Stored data
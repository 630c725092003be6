//! OpenSSL-based cryptographic operations.
//!
//! Cipher operations go through the EVP cipher context, so their behaviour matches OpenSSL
//! down to key length handling and buffering of partial blocks.
//! OpenSSL 3 keeps single DES and RC4 in its legacy provider; unless that provider is loaded,
//! setting up those ciphers fails.

mod aead;
mod cipher;

use crate::{
    crypto::{aead_descriptor::AeadDescriptorRef, cipher::Direction},
    error::OracleError,
};
use openssl::symm::{Crypter, Mode};

/// Cipher context using an OpenSSL `EVP_CIPHER_CTX` with padding disabled.
pub struct Cipher {
    crypter: Crypter,
    block_size: usize,
}

/// AEAD context using OpenSSL AES-GCM, the nonce is drawn from the OpenSSL CSPRNG.
pub struct Aead {
    descriptor: AeadDescriptorRef,
    cipher: openssl::symm::Cipher,
    key: Vec<u8>,
    tag_len: usize,
}

impl From<Direction> for Mode {
    fn from(direction: Direction) -> Self {
        match direction {
            Direction::Encrypt => Mode::Encrypt,
            Direction::Decrypt => Mode::Decrypt,
        }
    }
}

fn setup_failure(err: openssl::error::ErrorStack) -> OracleError {
    log::debug!("Setup failed, OpenSSL error stack: {err}");
    OracleError::SetupFailure
}
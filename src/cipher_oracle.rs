use crate::{
    crypto::{
        cipher::{CipherContext, Direction},
        cipher_descriptor::{CipherDescriptorRef, CipherMode},
        Cipher,
    },
    error::{OracleError, Result},
    util::HexDisplay,
};

/// One unpadded encryption or decryption of `input` under a registered cipher.
///
/// An empty `iv` leaves the IV zeroed, except for GCM which needs its nonce set explicitly.
/// A non-empty one has to match [`CipherDescriptor::iv_len`](crate::CipherDescriptor::iv_len) exactly.
#[derive(Debug, Clone, Copy)]
pub struct CipherRequest<'a> {
    pub descriptor: CipherDescriptorRef,
    pub direction: Direction,
    pub key: &'a [u8],
    pub iv: &'a [u8],
    pub input: &'a [u8],
}

impl CipherRequest<'_> {
    /// Runs the request in a fresh cipher context and returns exactly `input.len()` bytes.
    ///
    /// # Errors
    /// - [`OracleError::IvLengthMismatch`] if a non-empty IV has the wrong length
    /// - [`OracleError::SetupFailure`] if the primitive rejects the key
    /// - [`OracleError::UpdateFailure`] or [`OracleError::FinalizeFailure`] if the input
    ///   cannot be processed, e.g. because block modes need block aligned input
    ///   or GCM was given no nonce
    pub fn apply(&self) -> Result<Vec<u8>> {
        let descriptor = self.descriptor;
        if !self.iv.is_empty() && self.iv.len() != descriptor.iv_len {
            log::debug!(
                "{} requires an IV of {} bytes, got {}",
                descriptor.identifier,
                descriptor.iv_len,
                self.iv.len()
            );
            return Err(OracleError::IvLengthMismatch {
                expected: descriptor.iv_len,
                actual: self.iv.len(),
            });
        }

        if self.iv.is_empty() && descriptor.mode == CipherMode::Gcm {
            log::debug!("{} cannot process input without a nonce", descriptor.identifier);
            return Err(OracleError::UpdateFailure);
        }

        log::trace!(
            "{:?} {} bytes with {} key {} iv {}",
            self.direction,
            self.input.len(),
            descriptor.identifier,
            HexDisplay(self.key),
            HexDisplay(self.iv)
        );

        let mut cipher = Cipher::init(descriptor, self.direction, self.key, self.iv)?;
        let mut output = cipher.update(self.input)?;
        output.extend(cipher.finalize()?);

        if output.len() != self.input.len() {
            log::debug!(
                "{} produced {} bytes for an input of {} bytes",
                descriptor.identifier,
                output.len(),
                self.input.len()
            );
            return Err(OracleError::FinalizeFailure);
        }

        log::trace!("Output {}", HexDisplay(&output));
        Ok(output)
    }
}

/// Shorthand for building a [`CipherRequest`] and applying it.
///
/// ```
/// use cavp_oracle::{apply_cipher, encode_hex, resolve_cipher, Direction};
///
/// let aes = resolve_cipher("aes-128-ecb")?;
/// let cipher_text = apply_cipher(aes, Direction::Encrypt, &[0u8; 16], &[], &[0u8; 16])?;
/// assert_eq!(encode_hex(cipher_text), "66e94bd4ef8a2c3b884cfa59ca342b2e");
/// # Ok::<(), cavp_oracle::error::OracleError>(())
/// ```
///
/// # Errors
/// see [`CipherRequest::apply`]
pub fn apply_cipher(
    descriptor: CipherDescriptorRef,
    direction: Direction,
    key: &[u8],
    iv: &[u8],
    input: &[u8],
) -> Result<Vec<u8>> {
    CipherRequest {
        descriptor,
        direction,
        key,
        iv,
        input,
    }
    .apply()
}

◆ Brief ◆
Repeat the records above line by line, from the first line through the line that contains "OpenSSL 3 keeps".

◆ Exercise solution ◆
repository 630c725092003be6
//! OpenSSL-based cryptographic operations.
//!
//! Cipher operations go through the EVP cipher context, so their behaviour matches OpenSSL
//! down to key length handling and buffering of partial blocks.
//! OpenSSL 3 keeps single DES and RC4 in its legacy provider; unless that provider is loaded,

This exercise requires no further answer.